TASK TO COMPLETE.
Everything from the line containing "fn resolve_ht(&self, param: &[u8])" through the line containing "path)| (name.to_string(), path.clone()))" in the listing below should be copied exactly, and nothing more.

::::

mod common;

use std::fs;
use serde_json::json;
use shardkeep::{DocId, ErrorKind, IndexPath};
use common::init_test_env;

#[test]
fn scrub_drops_unreadable_documents_and_keeps_indexes() {
    // three shards: documents 1, 2, 3 live on shards 1, 2, 0
    let env = init_test_env(3);
    env.create_visible("c");
    let path = IndexPath::new(["a"]);
    env.coordinator.index("c", &path).unwrap();
    env.insert("c", 1, json!({"a": 1}));
    env.insert("c", 2, json!({"a": "corrupt"}));
    env.insert("c", 3, json!({"a": 3}));

    // damage the only record on shard 2
    let docs_file = env.shard_dir(2).join("c").join("docs.dat");
    let mut data = fs::read(&docs_file).unwrap();
    let last = data.len() - 1;
    data[last] ^= 0xff;
    fs::write(&docs_file, data).unwrap();

    env.coordinator.scrub("c").unwrap();

    assert_eq!(env.coordinator.all_cols(), vec!["c".to_string()]);
    let docs = env.docs("c");
    assert_eq!(docs.len(), 2);
    assert_eq!(docs[&1], json!({"a": 1}));
    assert_eq!(docs[&3], json!({"a": 3}));

    assert_eq!(env.coordinator.all_indexes("c").unwrap(), vec![path.clone()]);
    assert_eq!(env.coordinator.lookup("c", &path, &json!(1)).unwrap(), vec![DocId(1)]);
    assert_eq!(env.coordinator.lookup("c", &path, &json!(3)).unwrap(), vec![DocId(3)]);
    assert!(env.coordinator.lookup("c", &path, &json!("corrupt")).unwrap().is_empty());

    for shard in 0..3 {
        let leftovers: Vec<_> = fs::read_dir(env.shard_dir(shard))
            .unwrap()
            .filter_map(|e| e.ok())
            .filter(|e| e.file_name().to_string_lossy().starts_with("scrub-"))
            .collect();
        assert!(leftovers.is_empty(), "temp collection left on shard {}", shard);
    }
}

#[test]
fn scrub_of_healthy_collection_keeps_everything() {
    let env = init_test_env(2);
    env.create_visible("logs");
    env.coordinator.index("logs", &IndexPath::new(["level"])).unwrap();
    env.coordinator.index("logs", &IndexPath::new(["ctx", "user"])).unwrap();
    for id in 0..20 {
        let level = if id % 2 == 0 { "info" } else { "warn" };
        env.insert("logs", id, json!({"level": level, "ctx": {"user": id}}));
    }
    let before = env.docs("logs");

    env.coordinator.scrub("logs").unwrap();

    assert_eq!(env.docs("logs"), before);
    assert_eq!(env.coordinator.all_indexes_joint_paths("logs").unwrap(), vec!["ctx!user", "level"]);
    let warn = env.coordinator.lookup("logs", &IndexPath::new(["level"]), &json!("warn")).unwrap();
    assert_eq!(warn.len(), 10);
}

#[test]
fn scrub_of_unknown_collection_fails_before_touching_shards() {
    let env = init_test_env(2);
    let err = env.coordinator.scrub("ghost").unwrap_err();
    assert_eq!(err.kind, ErrorKind::NotFound);
    assert!(err.context.contains("resolve"), "{}", err);
    assert!(env.coordinator.all_cols().is_empty());
}
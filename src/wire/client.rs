use std::collections::HashMap;
use bytes::Bytes;
use crate::core::error::Result;
use crate::core::types::{CollectionId, DocId, DocValue};
use crate::schema::schema::Schema;
use crate::wire::protocol::Command;

/// Connection to the servers owning the shards.
pub trait WireClient: Send + Sync {
    /// Liveness only.
    fn ping(&self) -> Result<()>;

    /// Make the servers reload, and return the authoritative schema.
    fn reload_schema(&self) -> Result<Schema>;

    /// Send `cmd` to the server owning `shard` and return the response params.
    fn send_to_shard(&self, shard: usize, cmd: &Command) -> Result<Vec<Bytes>>;
}

/// Paginated document access across all shards.
pub trait DocScanner: Send + Sync {
    fn approx_doc_count(&self, collection: &str) -> Result<u64>;

    /// Documents of page `page` out of `total_pages`. With `tolerant` set,
    /// damaged records are left out instead of failing the page.
    fn get_doc_page(
        &self,
        collection: &str,
        page: u64,
        total_pages: u64,
        tolerant: bool,
    ) -> Result<HashMap<DocId, DocValue>>;

    /// Store `doc` under its existing id, skipping validation and indexing.
    fn insert_recovery(&self, collection: CollectionId, id: DocId, doc: DocValue) -> Result<()>;
}
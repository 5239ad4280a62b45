pub mod coordinator;
pub mod index_builder;
pub mod scrub;
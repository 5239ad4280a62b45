use std::collections::HashMap;
use std::sync::Arc;
use std::sync::atomic::{AtomicU64, Ordering};
use bytes::Bytes;
use parking_lot::RwLock;
use tracing::{debug, info};
use crate::core::error::{Error, ErrorKind, Result};
use crate::core::types::{CollectionId, DocId, DocValue, HashTableId, IndexPath};
use crate::schema::schema::Schema;
use crate::storage::layout::WorkspaceLayout;
use crate::storage::shard::{Collection, ShardStore};
use crate::wire::client::{DocScanner, WireClient};
use crate::wire::protocol::{buint64, read_int32, read_uint64, Command, Opcode};

/// In-process server group for a workspace.
///
/// Every request opens the shard it needs and closes it again, so it never
/// holds a shard across a maintenance operation. Opens wait for the shard
/// lock: reads share it, writes and maintenance take it alone. Commands
/// still go through the binary codec.
pub struct LocalCluster {
    layout: WorkspaceLayout,
    schema: RwLock<Arc<Schema>>,
    reloads: AtomicU64,
}

impl LocalCluster {
    pub fn open(layout: WorkspaceLayout) -> Result<Self> {
        let cluster = LocalCluster {
            layout,
            schema: RwLock::new(Arc::new(Schema::default())),
            reloads: AtomicU64::new(0),
        };
        cluster.reload_schema()?;
        Ok(cluster)
    }

    pub fn layout(&self) -> &WorkspaceLayout {
        &self.layout
    }

    fn with_shard<T>(
        &self,
        shard: usize,
        write: bool,
        f: impl FnOnce(&ShardStore) -> Result<T>,
    ) -> Result<T> {
        let store = ShardStore::open_waiting(self.layout.shard_dir(shard), write)
            .map_err(|e| e.on_shard(shard))?;
        let out = f(&store).map_err(|e| e.on_shard(shard))?;
        store.close().map_err(|e| e.on_shard(shard))?;
        Ok(out)
    }

    fn with_collection<T>(
        &self,
        shard: usize,
        name: &str,
        write: bool,
        f: impl FnOnce(&Collection) -> Result<T>,
    ) -> Result<T> {
        self.with_shard(shard, write, |store| {
            let col = store
                .use_collection(name)
                .ok_or_else(|| Error::not_found(format!("collection {} does not exist", name)))?;
            f(col)
        })
    }

    fn resolve_ht(&self, param: &[u8]) -> Result<(String, IndexPath)> {
        let ht = HashTableId(read_int32(param)?);
        let schema = self.schema.read().clone();
        schema
            .hash_table(ht)
            .map(|(name, path)| (name.to_string(), path.clone()))
            .ok_or_else(|| Error::not_found(format!("hash table {} is not in the schema", ht.0)))
    }

    fn serve(&self, shard: usize, cmd: Command) -> Result<Vec<Bytes>> {
        match cmd.opcode {
            Opcode::HtPut => {
                cmd.expect_params(3)?;
                let (name, path) = self.resolve_ht(&cmd.params[0])?;
                let key = read_uint64(&cmd.params[1])?;
                let doc = DocId(read_uint64(&cmd.params[2])?);
                self.with_collection(shard, &name, true, |col| col.ht_put(&path, key, doc))?;
                Ok(Vec::new())
            }
            Opcode::HtGet => {
                cmd.expect_params(2)?;
                let (name, path) = self.resolve_ht(&cmd.params[0])?;
                let key = read_uint64(&cmd.params[1])?;
                let ids = self.with_collection(shard, &name, false, |col| col.ht_get(&path, key))?;
                Ok(ids.into_iter().map(|id| buint64(id.0)).collect())
            }
        }
    }
}

impl WireClient for LocalCluster {
    fn ping(&self) -> Result<()> {
        if self.layout.root.is_dir() {
            Ok(())
        } else {
            Err(Error::new(
                ErrorKind::Transport,
                format!("workspace {} is gone", self.layout.root.display()),
            ))
        }
    }

    fn reload_schema(&self) -> Result<Schema> {
        let version = self.reloads.fetch_add(1, Ordering::SeqCst) + 1;
        let schema = self.with_shard(0, false, |store| Ok(Schema::from_shard(store, version)))?;
        *self.schema.write() = Arc::new(schema.clone());
        info!(version, collections = schema.col_name_lookup.len(), "schema reloaded");
        Ok(schema)
    }

    fn send_to_shard(&self, shard: usize, cmd: &Command) -> Result<Vec<Bytes>> {
        if shard >= self.layout.shard_count {
            return Err(Error::new(
                ErrorKind::Transport,
                format!("no server for shard {} of {}", shard, self.layout.shard_count),
            ));
        }
        // round-trip through the codec like a real connection would
        let cmd = Command::decode(cmd.encode())?;
        self.serve(shard, cmd)
    }
}

impl DocScanner for LocalCluster {
    fn approx_doc_count(&self, collection: &str) -> Result<u64> {
        let mut total = 0;
        for shard in self.layout.shards() {
            total += self.with_collection(shard, collection, false, Collection::approx_doc_count)?;
        }
        Ok(total)
    }

    fn get_doc_page(
        &self,
        collection: &str,
        page: u64,
        total_pages: u64,
        tolerant: bool,
    ) -> Result<HashMap<DocId, DocValue>> {
        if total_pages == 0 || page >= total_pages {
            return Err(Error::new(
                ErrorKind::InvalidArgument,
                format!("page {} out of {}", page, total_pages),
            ));
        }

        let mut docs = HashMap::new();
        for shard in self.layout.shards() {
            let shard_docs = self.with_collection(shard, collection, false, |col| col.read_docs(tolerant))?;
            docs.extend(shard_docs.into_iter().filter(|(id, _)| id.0 % total_pages == page));
        }
        debug!(collection, page, total_pages, docs = docs.len(), "served document page");
        Ok(docs)
    }

    fn insert_recovery(&self, collection: CollectionId, id: DocId, doc: DocValue) -> Result<()> {
        let name = self
            .schema
            .read()
            .collection_name(collection)
            .map(str::to_string)
            .ok_or_else(|| Error::not_found(format!("collection id {} is not in the schema", collection.0)))?;
        let shard = id.home_shard(self.layout.shard_count);
        self.with_collection(shard, &name, true, |col| col.insert(id, &doc))
    }
}
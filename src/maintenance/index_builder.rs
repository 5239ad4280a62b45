use tracing::info;
use crate::core::error::{Error, ErrorKind, Result};
use crate::core::types::{DocId, DocValue, HashTableId, IndexPath};
use crate::index::hash::{index_key, route};
use crate::index::path::get_in;
use crate::maintenance::coordinator::Coordinator;
use crate::wire::protocol::{read_uint64, Command};

impl Coordinator {
    /// Build an index on every shard, then route the indexed values of all
    /// existing documents to the shards owning their hash buckets.
    ///
    /// A failure part way leaves a partially populated index behind; drop it
    /// and index again rather than resuming.
    pub fn index(&self, collection: &str, path: &IndexPath) -> Result<()> {
        self.with_maintenance("index", || {
            self.for_all_shards_do(|_, store| {
                if store.use_collection(collection).is_none() {
                    return Err(Error::not_found(format!("collection {} does not exist", collection)));
                }
                store.build_index(collection, path)
            })?;

            self.reload_schema()?;
            let ht = self.schema.snapshot().ht_id_by_path(collection, path).ok_or_else(|| {
                Error::new(
                    ErrorKind::Consistency,
                    format!("new hash table is missing for {} in {}", path, collection),
                )
            })?;

            let mut docs = 0u64;
            let pages = self.for_each_doc_page(collection, |id, doc| {
                docs += 1;
                self.put_index_entries(ht, path, id, &doc)
            })?;
            info!(collection, path = %path, ht = ht.0, pages, docs, "reindexed collection");
            Ok(())
        })
    }

    /// Remove an index. Shards lacking the collection are skipped, and the
    /// schema cache is left as is; call `reload_schema` to refresh it.
    pub fn unindex(&self, collection: &str, path: &IndexPath) -> Result<()> {
        self.with_maintenance("unindex", || {
            self.for_all_shards_do(|shard, store| {
                if store.use_collection(collection).is_none() {
                    info!(collection, shard, "collection absent on shard, skipping");
                    return Ok(());
                }
                store.remove_index(collection, path)
            })
        })
    }

    /// Send one hash-table put per non-null value found at `path`.
    pub(crate) fn put_index_entries(
        &self,
        ht: HashTableId,
        path: &IndexPath,
        id: DocId,
        doc: &DocValue,
    ) -> Result<()> {
        for value in get_in(doc, path) {
            let Some(key) = index_key(value) else {
                continue;
            };
            let shard = route(key, self.layout.shard_count);
            self.wire
                .send_to_shard(shard, &Command::ht_put(ht, key, id))
                .map_err(|e| transport_error(shard, "hash table put", e))?;
        }
        Ok(())
    }

    /// Ids of documents whose value at `path` hashes like `value`.
    /// Hash collisions are not filtered out.
    pub fn lookup(&self, collection: &str, path: &IndexPath, value: &DocValue) -> Result<Vec<DocId>> {
        let ht = self
            .schema
            .snapshot()
            .ht_id_by_path(collection, path)
            .ok_or_else(|| Error::not_found(format!("{} is not indexed in {}", path, collection)))?;
        let Some(key) = index_key(value) else {
            return Ok(Vec::new());
        };

        let shard = route(key, self.layout.shard_count);
        let params = self
            .wire
            .send_to_shard(shard, &Command::ht_get(ht, key))
            .map_err(|e| transport_error(shard, "hash table get", e))?;

        let mut ids = params
            .iter()
            .map(|p| read_uint64(p).map(DocId))
            .collect::<Result<Vec<_>>>()?;
        ids.sort();
        Ok(ids)
    }
}

fn transport_error(shard: usize, what: &str, e: Error) -> Error {
    Error::new(ErrorKind::Transport, format!("{} failed: {}", what, e)).on_shard(shard)
}
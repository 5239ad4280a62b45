use std::path::PathBuf;

#[derive(Debug, Clone)]
pub struct Config {
    pub workspace: PathBuf,
    pub shard_count: usize,  // only used when the workspace is first created
    pub page_size: u64,      // documents per scan page during reindex/scrub
    pub client_id: u32,      // shows up in log lines
}

impl Default for Config {
    fn default() -> Self {
        Config {
            workspace: PathBuf::from("./data"),
            shard_count: num_cpus::get(),
            page_size: 10_000,
            client_id: 0,
        }
    }
}

impl Config {
    pub fn with_workspace(mut self, workspace: impl Into<PathBuf>) -> Self {
        self.workspace = workspace.into();
        self
    }

    pub fn with_shard_count(mut self, shard_count: usize) -> Self {
        self.shard_count = shard_count;
        self
    }

    pub fn with_page_size(mut self, page_size: u64) -> Self {
        self.page_size = page_size;
        self
    }

    pub fn with_client_id(mut self, client_id: u32) -> Self {
        self.client_id = client_id;
        self
    }
}
pub mod core;
pub mod storage;
pub mod schema;
pub mod index;
pub mod wire;
pub mod maintenance;

pub use crate::core::config::Config;
pub use crate::core::error::{Error, ErrorKind, Result};
pub use crate::core::types::{CollectionId, DocId, DocValue, HashTableId, IndexPath};
pub use crate::maintenance::coordinator::Coordinator;
pub use crate::maintenance::scrub::ScrubStep;
pub use crate::wire::local::LocalCluster;

/*
┌──────────────────────────────────────────────────────────────────────────────┐
│                         SHARDKEEP MAINTENANCE FLOW                            │
└──────────────────────────────────────────────────────────────────────────────┘

  caller ──► Coordinator ── maintenance lock (one structural op at a time)
                 │
                 ├─► for_all_shards_do:  open 0 ─ act ─ close, open 1 ─ ... N-1
                 │        (stops at the first failing shard, no rollback)
                 │
                 ├─► WireClient::reload_schema ──► SchemaCache (Arc swap)
                 │
                 ├─► index:  build on all shards ─ reload ─ hash-table id
                 │           ─ page through docs ─ get_in ─ index_key
                 │           ─ route = key % N ─ HtPut to owning shard
                 │
                 └─► scrub:  copy index list ─ create temp + indexes
                             ─ reload ─ tolerant pages ─ insert_recovery
                             ─ drop original + rename temp ─ reload

  Workspace on disk:
    <root>/shards                 shard count, fixed at creation
    <root>/<i>/.lock              flock held while a shard is open
    <root>/<i>/<collection>/      meta.bin, docs.dat, ht_<crc32>.dat
*/
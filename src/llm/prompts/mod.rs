// ABOUTME: System prompt templates for LLM interactions loaded at compile time
// ABOUTME: Provides the future-self companion persona template with profile placeholders
//
// SPDX-License-Identifier: MIT OR Apache-2.0
// Copyright (c) 2025 Pierre Fitness Intelligence

//! # System Prompts
//!
//! Templates are loaded at compile time from markdown files for easy
//! maintenance. Placeholders use `{name}` syntax and are filled by
//! [`crate::chat::PromptTemplate`].

/// Future-self persona template
///
/// Fixes persona, tone register, the 1-3 sentence length rule, deferral of
/// medical diagnosis to the AI doctor, and the safety-first directive.
pub const SELF_PERSONA_PROMPT: &str = include_str!("self_persona.md");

::::

WRITTEN ANSWER.
    fn resolve_ht(&self, param: &[u8]) -> Result<(String, IndexPath)> {
        let ht = HashTableId(read_int32(param)?);
        let schema = self.schema.read().clone();
        schema
            .hash_table(ht)
            .map(|(name, path)| (name.to_string(), path.clone()))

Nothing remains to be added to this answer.